Eight days ago, the 13-day Peyton chase came to an end. Now, Peter King of Sports Illustrated pieces the process together in a thorough and entertaining new article.
It deserves a complete read, since it confirms many of the things that were known or apparent as the events unfolded.
For example, Tony Dungy said on PFT Live that he’d tell Peyton to look for the place that provides the most familiarity and comfort. Dungy reiterated his advice the night before Peyton made his decision to go to Denver. “I told him it’s never going to be 100 percent,” Dungy told King. “He had so many good choices, it’s going to be 51-49, or maybe 50-50, and then it just comes down to a gut feeling. I told him what [Hall of Fame coach] Chuck Noll told me a long time ago: When you’re making an important life decision, make sure it’s without regard to money, title or position. Make sure it’s about who you’re going to be working with and how much you’ll enjoy being there.”

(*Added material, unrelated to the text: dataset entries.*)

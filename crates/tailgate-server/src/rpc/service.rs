use std::pin::Pin;
use std::sync::Arc;
use std::task::{Context, Poll};
use std::time::Instant;

use futures_util::{Stream, StreamExt};
use tokio::sync::mpsc;
use tokio_stream::wrappers::ReceiverStream;
use tokio_util::sync::CancellationToken;
use tonic::{Request, Response, Status, Streaming};

use tailgate_core::error::TailgateError;
use tailgate_core::{CommitLog, Identity, ProfileRecord};

use crate::api::{
    ConsumeRequest, ConsumeResponse, CreateProfileRequest, CreateProfileResponse,
    DeleteProfileRequest, DeleteProfileResponse, ListProfilesRequest, ListProfilesResponse,
    ProduceRequest, ProduceResponse, Profile, ProfileLog, ReadProfileRequest, ReadProfileResponse,
    UpdateProfileRequest, UpdateProfileResponse,
};
use crate::app_state::AppState;
use crate::obs::GatewayMetrics;
use crate::policy::RpcMethod;
use crate::rpc::status::{invalid_argument, to_status};
use crate::transport::caller;

type RpcResult<T> = std::result::Result<Response<T>, Status>;

fn status(err: TailgateError) -> Status {
    to_status(&err)
}

/// gRPC façade over the profile store and the commit log.
///
/// Every handler authenticates (identity from the interceptor), authorizes through the gate,
/// and only then touches state.
#[derive(Clone)]
pub struct ProfileLogService {
    state: AppState,
}

impl ProfileLogService {
    pub fn new(state: AppState) -> Self {
        Self { state }
    }

    fn admit<T>(&self, request: &Request<T>, method: RpcMethod) -> Result<Identity, Status> {
        let identity = caller(request)?;
        tracing::debug!(method = method.as_str(), subject = %identity, "rpc");
        self.state.gate().authorize(&identity, method).map_err(status)?;
        Ok(identity)
    }

    fn call(&self, method: RpcMethod) -> Call {
        Call {
            metrics: self.state.metrics(),
            method,
            started: Instant::now(),
        }
    }
}

/// Records outcome and latency of one RPC (stream opens count once, at open).
struct Call {
    metrics: Arc<GatewayMetrics>,
    method: RpcMethod,
    started: Instant,
}

impl Call {
    fn finish<T>(self, result: RpcResult<T>) -> RpcResult<T> {
        let code = match &result {
            Ok(_) => "Ok".to_string(),
            Err(s) => format!("{:?}", s.code()),
        };
        let method = self.method.as_str();
        self.metrics
            .rpc_calls
            .inc(&[("method", method), ("code", code.as_str())]);
        self.metrics
            .rpc_duration
            .observe(&[("method", method)], self.started.elapsed());
        result
    }
}

fn required<T>(value: Option<T>, field: &str) -> Result<T, Status> {
    value.ok_or_else(|| invalid_argument(format!("{field} is required")))
}

#[tonic::async_trait]
impl ProfileLog for ProfileLogService {
    async fn create_profile(
        &self,
        request: Request<CreateProfileRequest>,
    ) -> RpcResult<CreateProfileResponse> {
        let call = self.call(RpcMethod::CreateProfile);
        let result: RpcResult<_> = async {
            self.admit(&request, RpcMethod::CreateProfile)?;
            let profile = required(request.into_inner().profile, "profile")?;
            let stored = self
                .state
                .profiles()
                .create(ProfileRecord::from(profile))
                .await
                .map_err(status)?;
            Ok(Response::new(CreateProfileResponse {
                profile: Some(Profile::from(stored)),
            }))
        }
        .await;
        call.finish(result)
    }

    async fn read_profile(
        &self,
        request: Request<ReadProfileRequest>,
    ) -> RpcResult<ReadProfileResponse> {
        let call = self.call(RpcMethod::ReadProfile);
        let result: RpcResult<_> = async {
            self.admit(&request, RpcMethod::ReadProfile)?;
            let id = request.into_inner().id;
            let found = self.state.profiles().read(&id).await.map_err(status)?;
            Ok(Response::new(ReadProfileResponse {
                profile: Some(Profile::from(found)),
            }))
        }
        .await;
        call.finish(result)
    }

    async fn update_profile(
        &self,
        request: Request<UpdateProfileRequest>,
    ) -> RpcResult<UpdateProfileResponse> {
        let call = self.call(RpcMethod::UpdateProfile);
        let result: RpcResult<_> = async {
            self.admit(&request, RpcMethod::UpdateProfile)?;
            let profile = required(request.into_inner().profile, "profile")?;
            let stored = self
                .state
                .profiles()
                .update(ProfileRecord::from(profile))
                .await
                .map_err(status)?;
            Ok(Response::new(UpdateProfileResponse {
                profile: Some(Profile::from(stored)),
            }))
        }
        .await;
        call.finish(result)
    }

    async fn delete_profile(
        &self,
        request: Request<DeleteProfileRequest>,
    ) -> RpcResult<DeleteProfileResponse> {
        let call = self.call(RpcMethod::DeleteProfile);
        let result: RpcResult<_> = async {
            self.admit(&request, RpcMethod::DeleteProfile)?;
            let id = request.into_inner().id;
            let deleted = self.state.profiles().delete(&id).await.map_err(status)?;
            Ok(Response::new(DeleteProfileResponse { deleted }))
        }
        .await;
        call.finish(result)
    }

    async fn list_profiles(
        &self,
        request: Request<ListProfilesRequest>,
    ) -> RpcResult<ListProfilesResponse> {
        let call = self.call(RpcMethod::ListProfiles);
        let result: RpcResult<_> = async {
            self.admit(&request, RpcMethod::ListProfiles)?;
            let profiles = self.state.profiles().list().await.map_err(status)?;
            Ok(Response::new(ListProfilesResponse {
                profiles: profiles.into_iter().map(Profile::from).collect(),
            }))
        }
        .await;
        call.finish(result)
    }

    async fn produce(&self, request: Request<ProduceRequest>) -> RpcResult<ProduceResponse> {
        let call = self.call(RpcMethod::Produce);
        let result: RpcResult<_> = async {
            self.admit(&request, RpcMethod::Produce)?;
            let record = required(request.into_inner().record, "record")?;
            let offset = self.state.log().append(record.value).map_err(status)?;
            Ok(Response::new(ProduceResponse { offset }))
        }
        .await;
        call.finish(result)
    }

    async fn consume(&self, request: Request<ConsumeRequest>) -> RpcResult<ConsumeResponse> {
        let call = self.call(RpcMethod::Consume);
        let result: RpcResult<_> = async {
            self.admit(&request, RpcMethod::Consume)?;
            let offset = request.into_inner().offset;
            let record = self.state.log().read(offset).map_err(status)?;
            Ok(Response::new(ConsumeResponse {
                record: Some(record.into()),
            }))
        }
        .await;
        call.finish(result)
    }

    type ProduceStreamStream = ReceiverStream<Result<ProduceResponse, Status>>;

    async fn produce_stream(
        &self,
        request: Request<Streaming<ProduceRequest>>,
    ) -> RpcResult<Self::ProduceStreamStream> {
        let call = self.call(RpcMethod::ProduceStream);
        let result = self.admit(&request, RpcMethod::ProduceStream).map(|identity| {
            let (tx, rx) = mpsc::channel(self.state.stream_buffer());
            tokio::spawn(pump_produce(
                identity,
                request.into_inner(),
                Arc::clone(self.state.log()),
                self.state.shutdown_token().child_token(),
                tx,
            ));
            Response::new(ReceiverStream::new(rx))
        });
        call.finish(result)
    }

    type ConsumeStreamStream =
        Pin<Box<dyn Stream<Item = Result<ConsumeResponse, Status>> + Send + 'static>>;

    async fn consume_stream(
        &self,
        request: Request<ConsumeRequest>,
    ) -> RpcResult<Self::ConsumeStreamStream> {
        let call = self.call(RpcMethod::ConsumeStream);
        let result = self.admit(&request, RpcMethod::ConsumeStream).map(|identity| {
            let offset = request.into_inner().offset;
            let tail = self
                .state
                .log()
                .tail(offset, self.state.shutdown_token().child_token());
            tracing::debug!(subject = %identity, offset, "tail opened");

            let records = tail.into_stream().map(|item| {
                item.map(|record| ConsumeResponse {
                    record: Some(record.into()),
                })
                .map_err(status)
            });
            let stream: Self::ConsumeStreamStream =
                Box::pin(TrackedStream::new(records, self.state.metrics()));
            Response::new(stream)
        });
        call.finish(result)
    }
}

/// Append each inbound record and ack its offset, in request order.
///
/// Ends cleanly at the end of input. Shutdown, an inbound read error, and a failed append all end
/// the stream with an error item so the client knows where appending stopped.
async fn pump_produce(
    identity: Identity,
    mut inbound: Streaming<ProduceRequest>,
    log: Arc<CommitLog>,
    shutdown: CancellationToken,
    tx: mpsc::Sender<Result<ProduceResponse, Status>>,
) {
    let mut acked = 0u64;
    loop {
        let next = tokio::select! {
            biased;
            _ = shutdown.cancelled() => {
                let draining = TailgateError::Unavailable("server shutting down".into());
                let _ = tx.send(Err(status(draining))).await;
                break;
            }
            next = inbound.message() => next,
        };

        let reply = match next {
            Ok(Some(req)) => match req.record {
                Some(record) => log
                    .append(record.value)
                    .map(|offset| ProduceResponse { offset })
                    .map_err(status),
                None => Err(invalid_argument("record is required")),
            },
            Ok(None) => break,
            Err(e) => {
                tracing::debug!(subject = %identity, error = %e, "produce stream read failed");
                Err(e)
            }
        };

        let failed = reply.is_err();
        if tx.send(reply).await.is_err() {
            break;
        }
        if failed {
            break;
        }
        acked += 1;
    }
    tracing::debug!(subject = %identity, acked, "produce stream closed");
}

/// Response stream wrapper that keeps `tail_streams_active` accurate: +1 on open, -1 on drop
/// (end, client disconnect, or shutdown).
struct TrackedStream<S> {
    inner: Pin<Box<S>>,
    metrics: Arc<GatewayMetrics>,
}

impl<S> TrackedStream<S> {
    fn new(inner: S, metrics: Arc<GatewayMetrics>) -> Self {
        metrics.tail_streams_active.inc();
        Self {
            inner: Box::pin(inner),
            metrics,
        }
    }
}

impl<S: Stream> Stream for TrackedStream<S> {
    type Item = S::Item;

    fn poll_next(mut self: Pin<&mut Self>, cx: &mut Context<'_>) -> Poll<Option<Self::Item>> {
        self.inner.as_mut().poll_next(cx)
    }
}

impl<S> Drop for TrackedStream<S> {
    fn drop(&mut self) {
        self.metrics.tail_streams_active.dec();
    }
}
//! Wire contract for `tailgate.v1.ProfileLog`.
//!
//! Messages are hand-written prost structs; the client/server stubs are generated by `build.rs`
//! and included below. Conversions to and from the core types live here too, so handlers only
//! deal with domain values.

use std::collections::HashMap;

use bytes::Bytes;
use tailgate_core::{ProfileRecord, Record as LogRecord};

include!(concat!(env!("OUT_DIR"), "/tailgate.v1.ProfileLog.rs"));

pub use profile_log_client::ProfileLogClient;
pub use profile_log_server::{ProfileLog, ProfileLogServer};

#[derive(Clone, PartialEq, prost::Message)]
pub struct Profile {
    #[prost(string, tag = "1")]
    pub id: String,
    #[prost(string, tag = "2")]
    pub name: String,
    #[prost(map = "string, string", tag = "3")]
    pub attributes: HashMap<String, String>,
}

#[derive(Clone, PartialEq, prost::Message)]
pub struct Record {
    #[prost(uint64, tag = "1")]
    pub offset: u64,
    #[prost(bytes = "bytes", tag = "2")]
    pub value: Bytes,
    #[prost(message, optional, tag = "3")]
    pub appended_at: Option<prost_types::Timestamp>,
}

#[derive(Clone, PartialEq, prost::Message)]
pub struct CreateProfileRequest {
    #[prost(message, optional, tag = "1")]
    pub profile: Option<Profile>,
}

#[derive(Clone, PartialEq, prost::Message)]
pub struct CreateProfileResponse {
    #[prost(message, optional, tag = "1")]
    pub profile: Option<Profile>,
}

#[derive(Clone, PartialEq, prost::Message)]
pub struct ReadProfileRequest {
    #[prost(string, tag = "1")]
    pub id: String,
}

#[derive(Clone, PartialEq, prost::Message)]
pub struct ReadProfileResponse {
    #[prost(message, optional, tag = "1")]
    pub profile: Option<Profile>,
}

#[derive(Clone, PartialEq, prost::Message)]
pub struct UpdateProfileRequest {
    #[prost(message, optional, tag = "1")]
    pub profile: Option<Profile>,
}

#[derive(Clone, PartialEq, prost::Message)]
pub struct UpdateProfileResponse {
    #[prost(message, optional, tag = "1")]
    pub profile: Option<Profile>,
}

#[derive(Clone, PartialEq, prost::Message)]
pub struct DeleteProfileRequest {
    #[prost(string, tag = "1")]
    pub id: String,
}

#[derive(Clone, Copy, PartialEq, prost::Message)]
pub struct DeleteProfileResponse {
    #[prost(bool, tag = "1")]
    pub deleted: bool,
}

#[derive(Clone, Copy, PartialEq, prost::Message)]
pub struct ListProfilesRequest {}

#[derive(Clone, PartialEq, prost::Message)]
pub struct ListProfilesResponse {
    #[prost(message, repeated, tag = "1")]
    pub profiles: Vec<Profile>,
}

#[derive(Clone, PartialEq, prost::Message)]
pub struct ProduceRequest {
    #[prost(message, optional, tag = "1")]
    pub record: Option<Record>,
}

#[derive(Clone, Copy, PartialEq, prost::Message)]
pub struct ProduceResponse {
    #[prost(uint64, tag = "1")]
    pub offset: u64,
}

#[derive(Clone, Copy, PartialEq, prost::Message)]
pub struct ConsumeRequest {
    #[prost(uint64, tag = "1")]
    pub offset: u64,
}

#[derive(Clone, PartialEq, prost::Message)]
pub struct ConsumeResponse {
    #[prost(message, optional, tag = "1")]
    pub record: Option<Record>,
}

// --------------------
// Domain conversions
// --------------------

impl From<Profile> for ProfileRecord {
    fn from(p: Profile) -> Self {
        ProfileRecord {
            id: p.id,
            name: p.name,
            attributes: p.attributes.into_iter().collect(),
        }
    }
}

impl From<ProfileRecord> for Profile {
    fn from(p: ProfileRecord) -> Self {
        Profile {
            id: p.id,
            name: p.name,
            attributes: p.attributes.into_iter().collect(),
        }
    }
}

impl From<LogRecord> for Record {
    fn from(r: LogRecord) -> Self {
        Record {
            offset: r.offset,
            value: r.payload,
            appended_at: Some(prost_types::Timestamp::from(r.appended_at)),
        }
    }
}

And while King mentions a couple of times that the move wasn’t about the money, we’d hate to see how much money Manning would have gotten if it were about money. He’s getting $18 million guaranteed in 2012, and if he’s on the roster as of the final day of the 2012 league year (presumably in March 2013), the Broncos end up on the hook for $40 million guaranteed over two years, with the ability to avoid $20 million in 2014 only if Manning suffers another neck injury in 2013.
As to some of the details, Manning’s reaction to the news that the Redskins had traded up in the draft, presumably to get Robert Griffin III, confirmed our report that a report that Manning had told the Redskins they were out of the running wasn’t accurate. Also, and as Adam Schefter reported at the time to the disbelief of Dolphins fans, Manning was (as King put it) “annoyed to be chased by local news crews and a helicopter as if he were O.J. riding up the 405” when Manning returned to his house in Miami after being released by the Colts.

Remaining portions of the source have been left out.